By the pool, the glamorous topless sunbathers, most of them French, are discreetly screened from day visitors by a tumult of snapdragons, roses and zinnias. Churchill, who stayed here often, loved to paint in these gardens; his suite, complete with a regal bed and a life-sized porcelain bulldog, can be booked for around $1,000 U.S. a night.

Across from the Mamounia looms the magnificent minaret of the 12th century Koutoubia mosque. A white flag flutters from the top when it is time for prayers so the people far out in the fields can look up from their work and see it. On the highway, cars pull over to the side of the road and the occupants get out, unfold their rugs and say their prayers toward Mecca.

One day we stopped in the town of Ben Guerir, between Casablanca and Marrakesh, to visit a local souk similar to the camel market where Warren Beatty purchased his blind camel in Ishtar. It was a crowded, dusty place full of veiled women and men in coarse brown hooded "djellabas," some of them eyeing us with curiosity, the others ignoring us completely.
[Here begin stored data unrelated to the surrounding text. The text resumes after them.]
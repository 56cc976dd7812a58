use super::teams::Team;
use serde::{Deserialize, Serialize};
use serde_json::Value;
use tracing::warn;

/// One scheduled game with both participating teams.
#[derive(Debug, Clone, Serialize, Deserialize, PartialEq)]
pub struct ScheduleGame {
    pub id: String,
    #[serde(rename = "scheduled", default)]
    pub scheduled_time: Option<String>,
    pub home: Team,
    pub away: Team,
}

/// A week of the season schedule.
#[derive(Debug, Clone, Serialize, PartialEq, Default)]
pub struct ScheduleWeek {
    pub sequence: Option<u32>,
    pub title: Option<String>,
    pub games: Vec<ScheduleGame>,
}

/// Regular season schedule, week by week.
#[derive(Debug, Clone, Serialize, PartialEq, Default)]
pub struct SeasonSchedule {
    pub year: Option<u32>,
    pub weeks: Vec<ScheduleWeek>,
}

impl ScheduleWeek {
    /// Builds a week from its JSON object. Missing keys leave the
    /// corresponding fields empty.
    pub fn from_value(value: &Value) -> Self {
        ScheduleWeek {
            sequence: value
                .get("sequence")
                .and_then(Value::as_u64)
                .and_then(|n| u32::try_from(n).ok()),
            title: value
                .get("title")
                .and_then(Value::as_str)
                .map(str::to_string),
            games: decode_games(value.get("games")),
        }
    }
}

impl SeasonSchedule {
    pub fn from_value(value: &Value) -> Self {
        let weeks = value
            .get("weeks")
            .and_then(Value::as_array)
            .map(|weeks| weeks.iter().map(ScheduleWeek::from_value).collect())
            .unwrap_or_default();

        SeasonSchedule {
            year: value
                .get("year")
                .and_then(Value::as_u64)
                .and_then(|n| u32::try_from(n).ok()),
            weeks,
        }
    }

    pub fn total_games(&self) -> usize {
        self.weeks.iter().map(|week| week.games.len()).sum()
    }
}

/// Extracts the games of a weekly schedule response (`{week: {games: [...]}}`).
///
/// A response without the `week` wrapper or without `games` yields an
/// empty list. Games that do not decode are skipped with a warning.
pub fn weekly_games(schedule: &Value) -> Vec<ScheduleGame> {
    decode_games(schedule.get("week").and_then(|week| week.get("games")))
}

fn decode_games(games: Option<&Value>) -> Vec<ScheduleGame> {
    let Some(games) = games.and_then(Value::as_array) else {
        return Vec::new();
    };

    games
        .iter()
        .filter_map(|game| match ScheduleGame::deserialize(game) {
            Ok(game) => Some(game),
            Err(e) => {
                let id = game.get("id").and_then(Value::as_str).unwrap_or("<no id>");
                warn!("Skipping undecodable schedule game {id}: {e}");
                None
            }
        })
        .collect()
}

#[cfg(test)]
mod tests {
    use super::*;
    use serde_json::json;

    fn game_json(id: &str, home: &str, away: &str) -> Value {
        json!({
            "id": id,
            "status": "scheduled",
            "scheduled": "2025-09-07T17:00:00+00:00",
            "home": {"id": format!("t-{home}"), "name": home, "alias": home},
            "away": {"id": format!("t-{away}"), "name": away, "alias": away}
        })
    }

    #[test]
    fn test_weekly_games_parses_nested_games() {
        let schedule = json!({
            "id": "season",
            "week": {"sequence": 1, "games": [game_json("g1", "NE", "LV"), game_json("g2", "KC", "LAC")]}
        });

        let games = weekly_games(&schedule);
        assert_eq!(games.len(), 2);
        assert_eq!(games[0].id, "g1");
        assert_eq!(games[0].home.alias, "NE");
        assert_eq!(games[1].away.id, "t-LAC");
        assert_eq!(
            games[0].scheduled_time.as_deref(),
            Some("2025-09-07T17:00:00+00:00")
        );
    }

    #[test]
    fn test_weekly_games_missing_wrapper_is_empty() {
        assert!(weekly_games(&json!({})).is_empty());
        assert!(weekly_games(&json!({"week": {}})).is_empty());
        assert!(weekly_games(&json!({"week": {"games": null}})).is_empty());
    }

    #[test]
    fn test_weekly_games_skips_games_without_teams() {
        let schedule = json!({
            "week": {"games": [{"id": "broken"}, game_json("g1", "NE", "LV")]}
        });

        let games = weekly_games(&schedule);
        assert_eq!(games.len(), 1);
        assert_eq!(games[0].id, "g1");
    }

    #[test]
    fn test_season_schedule_from_value() {
        let schedule = json!({
            "year": 2025,
            "type": "REG",
            "weeks": [
                {"sequence": 1, "title": "1", "games": [game_json("g1", "NE", "LV")]},
                {"sequence": 2, "title": "2", "games": [game_json("g2", "KC", "LAC"), game_json("g3", "DAL", "PHI")]}
            ]
        });

        let season = SeasonSchedule::from_value(&schedule);
        assert_eq!(season.year, Some(2025));
        assert_eq!(season.weeks.len(), 2);
        assert_eq!(season.weeks[1].sequence, Some(2));
        assert_eq!(season.weeks[1].title.as_deref(), Some("2"));
        assert_eq!(season.total_games(), 3);
    }

    #[test]
    fn test_season_schedule_without_weeks() {
        let season = SeasonSchedule::from_value(&json!({"year": 2025}));
        assert!(season.weeks.is_empty());
        assert_eq!(season.total_games(), 0);
    }
}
One man sat in the shade of a tent selling ropes of dates; another was holding up fragrant bhunches of fresh mint for tea. Huge portable radios, a rainbow of plastic shoes, spare parts for all sorts of vehicles, live rabbits and chickens, goats and sheep and, yes, even camels added to the barrage of colors and smells.

A few hours later, we passed back by the site again, but the tents and hawkers of the bustling country bazaar had disappeared into the dust like a Road To Morocco mirage, and there was nothing but a bare field with a couple of scruffy-looking camels tethered to a post, probably waiting for the next film crew to come along.